(Extracted material Opens)

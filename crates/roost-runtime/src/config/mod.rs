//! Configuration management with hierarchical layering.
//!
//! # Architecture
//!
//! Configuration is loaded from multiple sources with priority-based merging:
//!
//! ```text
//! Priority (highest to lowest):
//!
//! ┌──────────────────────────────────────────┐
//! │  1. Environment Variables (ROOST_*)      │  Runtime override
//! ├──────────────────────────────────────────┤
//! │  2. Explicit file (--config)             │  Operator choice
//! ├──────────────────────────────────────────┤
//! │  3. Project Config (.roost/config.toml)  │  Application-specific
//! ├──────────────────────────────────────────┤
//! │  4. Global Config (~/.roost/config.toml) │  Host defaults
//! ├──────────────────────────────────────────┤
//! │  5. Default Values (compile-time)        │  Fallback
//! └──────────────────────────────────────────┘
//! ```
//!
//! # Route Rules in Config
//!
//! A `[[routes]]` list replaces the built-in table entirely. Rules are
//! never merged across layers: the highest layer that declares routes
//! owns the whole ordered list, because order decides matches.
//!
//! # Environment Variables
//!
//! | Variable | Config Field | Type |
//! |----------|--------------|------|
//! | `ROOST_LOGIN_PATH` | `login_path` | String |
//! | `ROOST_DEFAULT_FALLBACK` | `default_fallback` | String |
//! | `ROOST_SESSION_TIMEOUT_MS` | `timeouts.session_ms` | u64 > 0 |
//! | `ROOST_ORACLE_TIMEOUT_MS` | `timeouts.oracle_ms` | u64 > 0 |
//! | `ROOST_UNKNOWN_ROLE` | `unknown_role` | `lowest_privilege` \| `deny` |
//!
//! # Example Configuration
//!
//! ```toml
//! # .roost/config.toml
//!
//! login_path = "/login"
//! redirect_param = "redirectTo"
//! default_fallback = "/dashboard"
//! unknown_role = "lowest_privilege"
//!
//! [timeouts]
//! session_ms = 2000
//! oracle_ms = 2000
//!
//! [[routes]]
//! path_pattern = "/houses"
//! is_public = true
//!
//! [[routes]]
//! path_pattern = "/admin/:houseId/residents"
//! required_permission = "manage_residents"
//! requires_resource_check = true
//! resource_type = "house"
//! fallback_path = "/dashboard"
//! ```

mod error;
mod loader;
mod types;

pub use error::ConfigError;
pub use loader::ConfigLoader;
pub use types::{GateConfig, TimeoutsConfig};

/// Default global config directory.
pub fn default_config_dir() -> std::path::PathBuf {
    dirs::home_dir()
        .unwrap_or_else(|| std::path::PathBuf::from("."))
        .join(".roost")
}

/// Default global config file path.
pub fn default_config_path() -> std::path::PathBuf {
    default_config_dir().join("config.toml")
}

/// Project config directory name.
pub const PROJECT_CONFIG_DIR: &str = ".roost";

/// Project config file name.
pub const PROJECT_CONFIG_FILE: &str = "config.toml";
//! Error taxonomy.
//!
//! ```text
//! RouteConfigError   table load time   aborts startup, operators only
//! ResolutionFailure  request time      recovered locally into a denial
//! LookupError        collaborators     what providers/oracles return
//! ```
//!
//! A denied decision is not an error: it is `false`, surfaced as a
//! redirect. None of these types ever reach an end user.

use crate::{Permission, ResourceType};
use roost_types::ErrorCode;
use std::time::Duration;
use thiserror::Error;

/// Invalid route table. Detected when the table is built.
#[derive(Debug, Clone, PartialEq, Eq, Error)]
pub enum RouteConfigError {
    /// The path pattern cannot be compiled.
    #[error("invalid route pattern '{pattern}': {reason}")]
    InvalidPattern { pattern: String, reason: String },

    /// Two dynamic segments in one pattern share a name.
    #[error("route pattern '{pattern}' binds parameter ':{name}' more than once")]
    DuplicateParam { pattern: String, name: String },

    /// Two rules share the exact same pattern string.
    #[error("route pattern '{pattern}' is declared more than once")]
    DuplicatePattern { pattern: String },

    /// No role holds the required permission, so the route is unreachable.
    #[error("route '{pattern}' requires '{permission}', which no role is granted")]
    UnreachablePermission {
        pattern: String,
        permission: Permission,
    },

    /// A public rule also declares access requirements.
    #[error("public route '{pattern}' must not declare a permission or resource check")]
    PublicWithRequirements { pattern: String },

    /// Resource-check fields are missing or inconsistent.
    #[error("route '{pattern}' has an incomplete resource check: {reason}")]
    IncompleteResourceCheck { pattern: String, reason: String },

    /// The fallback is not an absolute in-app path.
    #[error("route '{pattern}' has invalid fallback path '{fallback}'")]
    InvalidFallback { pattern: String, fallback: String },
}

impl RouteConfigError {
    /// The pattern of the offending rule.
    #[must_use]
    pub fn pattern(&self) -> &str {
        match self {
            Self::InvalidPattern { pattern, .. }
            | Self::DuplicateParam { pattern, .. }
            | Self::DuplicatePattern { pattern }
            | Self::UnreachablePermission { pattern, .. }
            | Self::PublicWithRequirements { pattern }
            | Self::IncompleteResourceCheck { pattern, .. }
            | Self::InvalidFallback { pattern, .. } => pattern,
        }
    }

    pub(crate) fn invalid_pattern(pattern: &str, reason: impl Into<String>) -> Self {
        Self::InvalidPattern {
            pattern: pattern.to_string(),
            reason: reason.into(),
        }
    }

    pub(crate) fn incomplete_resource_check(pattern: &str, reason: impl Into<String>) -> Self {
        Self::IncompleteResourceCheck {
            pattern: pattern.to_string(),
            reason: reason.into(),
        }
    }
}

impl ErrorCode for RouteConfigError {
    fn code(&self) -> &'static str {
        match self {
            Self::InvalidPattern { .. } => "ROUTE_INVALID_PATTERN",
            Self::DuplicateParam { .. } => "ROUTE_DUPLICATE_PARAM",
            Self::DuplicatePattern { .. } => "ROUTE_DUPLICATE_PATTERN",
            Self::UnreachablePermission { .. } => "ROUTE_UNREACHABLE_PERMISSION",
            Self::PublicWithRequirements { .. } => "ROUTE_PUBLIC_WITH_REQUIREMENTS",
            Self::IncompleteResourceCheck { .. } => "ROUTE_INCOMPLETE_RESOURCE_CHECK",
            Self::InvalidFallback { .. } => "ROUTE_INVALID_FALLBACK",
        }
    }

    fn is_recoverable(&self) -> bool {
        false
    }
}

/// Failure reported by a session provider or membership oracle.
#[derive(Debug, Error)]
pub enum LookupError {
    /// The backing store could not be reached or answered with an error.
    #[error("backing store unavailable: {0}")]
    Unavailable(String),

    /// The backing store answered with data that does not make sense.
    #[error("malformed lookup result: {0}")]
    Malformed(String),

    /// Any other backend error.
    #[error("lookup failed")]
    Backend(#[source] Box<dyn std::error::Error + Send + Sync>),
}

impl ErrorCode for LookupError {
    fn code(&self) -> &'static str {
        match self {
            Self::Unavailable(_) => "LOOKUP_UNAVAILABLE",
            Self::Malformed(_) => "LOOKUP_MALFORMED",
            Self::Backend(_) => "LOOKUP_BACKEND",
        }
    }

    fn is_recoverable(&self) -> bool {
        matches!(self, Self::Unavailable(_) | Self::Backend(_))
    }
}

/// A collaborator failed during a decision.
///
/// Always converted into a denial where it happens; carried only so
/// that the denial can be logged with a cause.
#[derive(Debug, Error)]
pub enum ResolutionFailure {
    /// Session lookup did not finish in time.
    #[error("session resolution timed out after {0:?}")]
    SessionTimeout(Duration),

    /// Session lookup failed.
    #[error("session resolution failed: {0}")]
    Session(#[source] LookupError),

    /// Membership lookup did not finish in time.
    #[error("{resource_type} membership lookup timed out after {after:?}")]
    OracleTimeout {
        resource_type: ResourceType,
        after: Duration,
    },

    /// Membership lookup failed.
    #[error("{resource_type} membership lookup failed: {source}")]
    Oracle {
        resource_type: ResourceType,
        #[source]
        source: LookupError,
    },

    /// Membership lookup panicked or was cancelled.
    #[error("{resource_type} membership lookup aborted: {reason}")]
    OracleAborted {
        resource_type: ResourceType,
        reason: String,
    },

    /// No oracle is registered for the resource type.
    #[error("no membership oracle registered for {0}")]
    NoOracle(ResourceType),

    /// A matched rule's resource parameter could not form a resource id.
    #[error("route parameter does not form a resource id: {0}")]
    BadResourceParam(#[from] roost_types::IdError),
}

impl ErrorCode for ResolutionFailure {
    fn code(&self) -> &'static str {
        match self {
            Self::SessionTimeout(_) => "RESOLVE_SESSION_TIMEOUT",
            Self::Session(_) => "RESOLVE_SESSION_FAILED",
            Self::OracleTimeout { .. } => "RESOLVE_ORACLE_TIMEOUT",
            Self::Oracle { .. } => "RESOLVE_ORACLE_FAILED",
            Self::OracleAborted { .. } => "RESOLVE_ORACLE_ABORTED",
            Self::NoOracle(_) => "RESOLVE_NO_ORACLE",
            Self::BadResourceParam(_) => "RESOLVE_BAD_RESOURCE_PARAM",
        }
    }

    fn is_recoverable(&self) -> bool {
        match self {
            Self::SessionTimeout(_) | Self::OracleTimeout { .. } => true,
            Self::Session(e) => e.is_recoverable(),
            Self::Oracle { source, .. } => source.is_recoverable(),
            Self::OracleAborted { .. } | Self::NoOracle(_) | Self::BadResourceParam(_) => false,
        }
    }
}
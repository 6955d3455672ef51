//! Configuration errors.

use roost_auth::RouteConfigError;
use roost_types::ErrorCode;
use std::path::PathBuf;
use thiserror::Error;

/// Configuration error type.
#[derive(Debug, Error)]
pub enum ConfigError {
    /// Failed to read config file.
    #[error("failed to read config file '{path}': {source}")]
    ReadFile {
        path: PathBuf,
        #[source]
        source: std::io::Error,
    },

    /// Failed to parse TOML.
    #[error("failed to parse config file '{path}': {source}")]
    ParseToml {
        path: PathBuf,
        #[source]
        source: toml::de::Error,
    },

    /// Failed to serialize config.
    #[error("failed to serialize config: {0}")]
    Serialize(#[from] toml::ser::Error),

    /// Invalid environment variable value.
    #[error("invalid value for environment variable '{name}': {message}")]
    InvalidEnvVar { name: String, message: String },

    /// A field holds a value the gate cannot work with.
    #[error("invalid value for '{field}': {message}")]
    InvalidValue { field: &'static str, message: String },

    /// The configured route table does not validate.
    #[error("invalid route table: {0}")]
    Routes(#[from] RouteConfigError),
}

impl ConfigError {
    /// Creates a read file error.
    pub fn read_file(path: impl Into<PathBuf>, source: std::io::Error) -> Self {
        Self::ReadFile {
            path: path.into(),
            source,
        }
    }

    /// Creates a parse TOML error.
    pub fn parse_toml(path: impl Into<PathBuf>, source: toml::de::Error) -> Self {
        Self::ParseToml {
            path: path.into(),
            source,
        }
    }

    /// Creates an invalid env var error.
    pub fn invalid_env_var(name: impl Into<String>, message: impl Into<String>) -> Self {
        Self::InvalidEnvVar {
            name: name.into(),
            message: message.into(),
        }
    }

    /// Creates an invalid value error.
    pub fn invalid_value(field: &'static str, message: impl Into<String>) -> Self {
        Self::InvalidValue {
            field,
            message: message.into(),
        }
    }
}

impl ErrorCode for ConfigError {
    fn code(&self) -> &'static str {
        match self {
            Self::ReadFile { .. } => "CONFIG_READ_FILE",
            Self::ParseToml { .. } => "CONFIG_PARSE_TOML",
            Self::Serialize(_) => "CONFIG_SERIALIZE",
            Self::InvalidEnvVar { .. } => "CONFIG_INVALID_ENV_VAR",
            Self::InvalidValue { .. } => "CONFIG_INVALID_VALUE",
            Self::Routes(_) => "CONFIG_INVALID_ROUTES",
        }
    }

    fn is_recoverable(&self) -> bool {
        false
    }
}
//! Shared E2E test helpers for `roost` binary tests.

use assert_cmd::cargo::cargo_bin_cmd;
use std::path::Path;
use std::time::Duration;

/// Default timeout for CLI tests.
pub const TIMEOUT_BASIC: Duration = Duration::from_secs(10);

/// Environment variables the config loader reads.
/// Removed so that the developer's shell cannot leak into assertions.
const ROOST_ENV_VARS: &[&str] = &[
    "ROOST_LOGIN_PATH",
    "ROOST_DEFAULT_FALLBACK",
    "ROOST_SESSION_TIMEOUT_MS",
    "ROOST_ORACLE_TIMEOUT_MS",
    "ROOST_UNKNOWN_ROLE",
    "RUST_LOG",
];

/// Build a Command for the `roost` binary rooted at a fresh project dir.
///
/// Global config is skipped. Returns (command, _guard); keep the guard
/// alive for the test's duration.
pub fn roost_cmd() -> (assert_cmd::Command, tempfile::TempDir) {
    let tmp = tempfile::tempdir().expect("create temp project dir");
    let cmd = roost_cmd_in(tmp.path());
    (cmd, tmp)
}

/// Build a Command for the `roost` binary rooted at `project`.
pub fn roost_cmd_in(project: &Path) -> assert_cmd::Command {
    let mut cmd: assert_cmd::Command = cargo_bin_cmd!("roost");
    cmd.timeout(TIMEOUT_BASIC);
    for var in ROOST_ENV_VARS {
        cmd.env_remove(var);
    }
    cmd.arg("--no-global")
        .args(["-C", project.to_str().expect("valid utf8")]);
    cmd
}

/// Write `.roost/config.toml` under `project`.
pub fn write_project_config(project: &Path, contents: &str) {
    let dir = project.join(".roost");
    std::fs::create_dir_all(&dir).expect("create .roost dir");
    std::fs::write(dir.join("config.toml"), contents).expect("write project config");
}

(Extracted material Closes)

_Task prompt:_
From the data above, return every line from the line that has "same pattern string." up to and including the line that has "has invalid fallback", exactly.

_Reply:_
    /// Two rules share the exact same pattern string.
    #[error("route pattern '{pattern}' is declared more than once")]
    DuplicatePattern { pattern: String },

    /// No role holds the required permission, so the route is unreachable.
    #[error("route '{pattern}' requires '{permission}', which no role is granted")]
    UnreachablePermission {
        pattern: String,
        permission: Permission,
    },

    /// A public rule also declares access requirements.
    #[error("public route '{pattern}' must not declare a permission or resource check")]
    PublicWithRequirements { pattern: String },

    /// Resource-check fields are missing or inconsistent.
    #[error("route '{pattern}' has an incomplete resource check: {reason}")]
    IncompleteResourceCheck { pattern: String, reason: String },

    /// The fallback is not an absolute in-app path.
    #[error("route '{pattern}' has invalid fallback path '{fallback}'")]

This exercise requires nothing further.